Nos últimos cem anos, milhares de judeus participaram de um gigantesco ato religioso , ler uma página do Talmude todos os dias até terminar todos os 38 volumes dessa texto indispensável do judaísmo. A tarefa leva quase 7 anos e meio para ser concluída e termina em uma grande festa. 

Na quarta-feira (1º), os judeus lotaram o MetLife Stadium (próximo a Nova York) para celebrar a ocasião, mas desta vez, uma recente onda de ataques antissemitas por todo o país deu um significado extra à comemoração comunitária.

Judeus participam da celebração no estádio de Nova Jersey na última quarta (1º)
Judeus participam da celebração no estádio de Nova Jersey na última quarta (1º) - Jeenah Moon/Reuters

Em um dia de muito frio e vento, o encontro proporcionou uma chance de afirmarem sua fé diante daqueles atos terríveis.

Para alguns, o evento incorporou lembranças dos judeus que foram mantidos em guetos ou campos de concentração durante o Holocausto e resistiram a seus perseguidores fazendo orações clandestinas, ensinando seus filhos a Torá ou tocando furtivamente uma trombeta de chifre de carneiro no Rosh Hashaná (Ano-Novo judaico).

 "Não é exatamente a mesma coisa, mas estamos mostrando que não vamos permitir que esses ataques mudem nossa trajetória, mudem nosso idioma, mudem nossa vestimenta, mudem nosso Deus", disse Daniel Retter, advogado de imigração cujos pais escaparam da Áustria sob o regime nazista e que participaram do estudo do Talmude com uma dúzia de outros membros de sua sinagoga no Bronx.

Estima-se que 350 mil judeus em todo o mundo participam do movimento conhecido como Daf Yomi, que significa "uma página por dia" em hebraico.

Nas salas de estudo de sinagogas, nas salas de reunião de Wall Street e até no trem da estação de  Long Island às 7h51 da manhã eles estudam uma página em frente e verso todos os dias até que todas as 2.711 sejam concluídas.

 Muitos, como Retter, optam por iniciar o ciclo novamente, esperando obter mais conhecimento ou sabedoria. Ele completou seu sexto ciclo do Daf Yomi.

 O movimento se tornou tão popular que a cerimônia na área de Nova York no dia de Ano-Novo não apenas atraiu 90 mil participantes, lotando o estádio de futebol americano em Meadowlands (no estado de Nova Jersey), mas também atraiu 20 mil pessoas para o Barclays Center no Brooklyn (Nova York). Houve celebrações menores em 80 cidades, em 15 países, segundo os organizadores.
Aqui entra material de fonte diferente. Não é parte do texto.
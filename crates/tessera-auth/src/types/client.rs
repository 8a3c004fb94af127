//! OAuth client registration.

use serde::{Deserialize, Serialize};
use url::Url;

use crate::secret;

/// Out-of-band redirect sentinel for clients that cannot receive redirects.
pub const OOB_REDIRECT_URI: &str = "urn:ietf:wg:oauth:2.0:oob";

/// A registered OAuth 2.0 client.
///
/// The core treats clients as read-only lookup data; they are created by
/// configuration or an admin surface outside this crate.
#[derive(Debug, Clone, Serialize, Deserialize, PartialEq, Eq)]
#[serde(rename_all = "camelCase")]
pub struct Client {
    /// Unique client identifier.
    pub id: String,

    /// Plaintext secret as configured. Replaced by `secret_hash` when the
    /// client is registered and never serialized.
    #[serde(default, skip_serializing)]
    pub secret: Option<String>,

    /// Argon2id PHC string of the secret used for HTTP Basic
    /// authentication at the token endpoint.
    #[serde(default, alias = "secret_hash", skip_serializing_if = "Option::is_none")]
    pub secret_hash: Option<String>,

    /// Public clients (native apps, CLIs) may only redirect to a loopback
    /// address or the out-of-band sentinel.
    #[serde(default)]
    pub public: bool,

    /// Human-readable name.
    #[serde(default, skip_serializing_if = "Option::is_none")]
    pub name: Option<String>,

    /// Registered redirect URLs.
    #[serde(default, alias = "redirect_urls")]
    pub redirect_urls: Vec<Url>,

    /// Clients allowed to request cross-client tokens naming this client.
    #[serde(default, alias = "trusted_peers")]
    pub trusted_peers: Vec<String>,
}

impl Client {
    /// Creates a confidential client.
    #[must_use]
    pub fn new(id: impl Into<String>, secret: impl Into<String>) -> Self {
        Self {
            id: id.into(),
            secret: Some(secret.into()),
            secret_hash: None,
            public: false,
            name: None,
            redirect_urls: Vec::new(),
            trusted_peers: Vec::new(),
        }
    }

    /// Adds a registered redirect URL.
    #[must_use]
    pub fn with_redirect_url(mut self, url: Url) -> Self {
        self.redirect_urls.push(url);
        self
    }

    /// Adds a trusted peer.
    #[must_use]
    pub fn with_trusted_peer(mut self, peer: impl Into<String>) -> Self {
        self.trusted_peers.push(peer.into());
        self
    }

    /// Marks the client as public.
    #[must_use]
    pub fn into_public(mut self) -> Self {
        self.public = true;
        self
    }

    /// Validates the registration.
    ///
    /// # Errors
    ///
    /// Returns an error if the id is empty, a confidential client has no
    /// secret, or a public client registers a URL it could never use.
    pub fn validate(&self) -> Result<(), ClientValidationError> {
        if self.id.is_empty() {
            return Err(ClientValidationError::EmptyClientId);
        }

        let has_secret = [&self.secret, &self.secret_hash]
            .iter()
            .any(|s| s.as_deref().is_some_and(|s| !s.is_empty()));
        if !self.public && !has_secret {
            return Err(ClientValidationError::MissingSecret);
        }

        if self.public {
            if let Some(url) = self
                .redirect_urls
                .iter()
                .find(|url| !is_public_redirect_url(url))
            {
                return Err(ClientValidationError::PublicRedirectUrl(url.to_string()));
            }
        }

        Ok(())
    }

    /// Checks if the given redirect URL is registered for this client.
    #[must_use]
    pub fn is_redirect_url_registered(&self, url: &Url) -> bool {
        self.redirect_urls.iter().any(|registered| registered == url)
    }

    /// Returns `true` if `peer` may request tokens for this client.
    #[must_use]
    pub fn trusts(&self, peer: &str) -> bool {
        self.trusted_peers.iter().any(|p| p == peer)
    }

    /// Replaces the plaintext secret with its Argon2id hash.
    ///
    /// # Errors
    ///
    /// Returns an error if hashing fails.
    pub fn with_hashed_secret(mut self) -> Result<Self, argon2::password_hash::Error> {
        if let Some(plain) = self.secret.take().filter(|s| !s.is_empty()) {
            self.secret_hash = Some(secret::hash_secret(&plain)?);
        }
        Ok(self)
    }

    /// Checks a presented secret against the stored hash.
    ///
    /// Costs one Argon2 verification whether or not a hash is stored. A
    /// client that was never hashed (see [`Client::with_hashed_secret`])
    /// matches nothing.
    #[must_use]
    pub fn verify_secret(&self, presented: &str) -> bool {
        let Some(hash) = self.secret_hash.as_deref() else {
            return secret::verify_against_decoy(presented);
        };
        secret::verify_secret(presented, hash).unwrap_or_else(|e| {
            tracing::warn!(client_id = %self.id, error = %e, "stored client secret hash is malformed");
            false
        })
    }
}

/// Returns `true` for redirect URLs a public client may use: the
/// out-of-band sentinel, or plain `http` on a loopback host with an explicit
/// port and no path, query or fragment.
#[must_use]
pub fn is_public_redirect_url(url: &Url) -> bool {
    if url.as_str() == OOB_REDIRECT_URI {
        return true;
    }
    url.scheme() == "http"
        && matches!(url.host_str(), Some("localhost" | "127.0.0.1"))
        && url.port().is_some()
        && matches!(url.path(), "" | "/")
        && url.query().is_none()
        && url.fragment().is_none()
}

/// Client validation errors.
#[derive(Debug, Clone, thiserror::Error, PartialEq, Eq)]
pub enum ClientValidationError {
    /// Client ID is empty.
    #[error("client ID cannot be empty")]
    EmptyClientId,

    /// Confidential client has no secret.
    #[error("confidential client requires a secret")]
    MissingSecret,

    /// Public client registered a URL outside the loopback/OOB set.
    #[error("public client cannot register redirect URL {0}")]
    PublicRedirectUrl(String),
}

#[cfg(test)]
mod tests {
    use super::*;

    fn url(s: &str) -> Url {
        Url::parse(s).unwrap()
    }

    #[test]
    fn test_verify_secret() {
        let client = Client::new("app", "s3cret").with_hashed_secret().unwrap();
        assert_eq!(client.secret, None);
        assert!(client.secret_hash.as_deref().unwrap().starts_with("$argon2id$"));
        assert!(client.verify_secret("s3cret"));
        assert!(!client.verify_secret("s3cret "));
        assert!(!client.verify_secret(""));

        let mut public = Client::new("cli", "x").into_public();
        public.secret = None;
        let public = public.with_hashed_secret().unwrap();
        assert!(public.secret_hash.is_none());
        assert!(!public.verify_secret(""));
    }

    #[test]
    fn test_unhashed_secret_matches_nothing() {
        let client = Client::new("app", "s3cret");
        assert!(!client.verify_secret("s3cret"));
    }

    #[test]
    fn test_plaintext_secret_not_serialized() {
        let client = Client::new("app", "s3cret");
        let json = serde_json::to_value(&client).unwrap();
        assert!(json.get("secret").is_none());

        let json = serde_json::to_value(client.with_hashed_secret().unwrap()).unwrap();
        assert!(json.get("secret").is_none());
        assert!(json["secretHash"].as_str().unwrap().starts_with("$argon2id$"));
    }

    #[test]
    fn test_prehashed_secret_is_valid() {
        let mut client = Client::new("app", "");
        client.secret_hash = Some(secret::hash_secret("s3cret").unwrap());
        assert!(client.validate().is_ok());
        assert!(client.verify_secret("s3cret"));
    }

    #[test]
    fn test_validate() {
        assert!(Client::new("app", "s").validate().is_ok());

        let mut no_secret = Client::new("app", "");
        assert_eq!(no_secret.validate(), Err(ClientValidationError::MissingSecret));
        no_secret.id = String::new();
        assert_eq!(no_secret.validate(), Err(ClientValidationError::EmptyClientId));

        let public = Client::new("cli", "")
            .into_public()
            .with_redirect_url(url("https://example.com/cb"));
        assert!(matches!(
            public.validate(),
            Err(ClientValidationError::PublicRedirectUrl(_))
        ));
    }

    #[test]
    fn test_public_redirect_urls() {
        assert!(is_public_redirect_url(&url(OOB_REDIRECT_URI)));
        assert!(is_public_redirect_url(&url("http://localhost:8080")));
        assert!(is_public_redirect_url(&url("http://127.0.0.1:5555/")));

        assert!(!is_public_redirect_url(&url("http://localhost")));
        assert!(!is_public_redirect_url(&url("https://localhost:8080")));
        assert!(!is_public_redirect_url(&url("http://localhost:8080/callback")));
        assert!(!is_public_redirect_url(&url("http://localhost:8080?x=1")));
        assert!(!is_public_redirect_url(&url("http://localhost:8080#frag")));
        assert!(!is_public_redirect_url(&url("http://example.com:8080")));
    }

    #[test]
    fn test_trusts() {
        let client = Client::new("b", "s").with_trusted_peer("a");
        assert!(client.trusts("a"));
        assert!(!client.trusts("c"));
    }
}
 A celebração, conhecida como Siyum HaShas, ou "conclusão do Talmud", foi organizada pelo Agudath Israel of America, o grupo coordenador ultraortodoxo que iniciou o programa em 1923 como uma maneira de unificar os judeus e sua prática em uma diáspora crescente. 

Outra organização, Dirshu, também patrocina o estudo do Daf Yomi e realizará celebrações no Prudential Center e em outros dois espaços em Nova Jersey, no dia 9 de fevereiro. 

A grande maioria dos presentes no MetLife Stadium eram homens ortodoxos, muitos das vertentes hassídicas e ultraortodoxas, e seus ternos e chapéus tingiram o estádio em um tom de carvão.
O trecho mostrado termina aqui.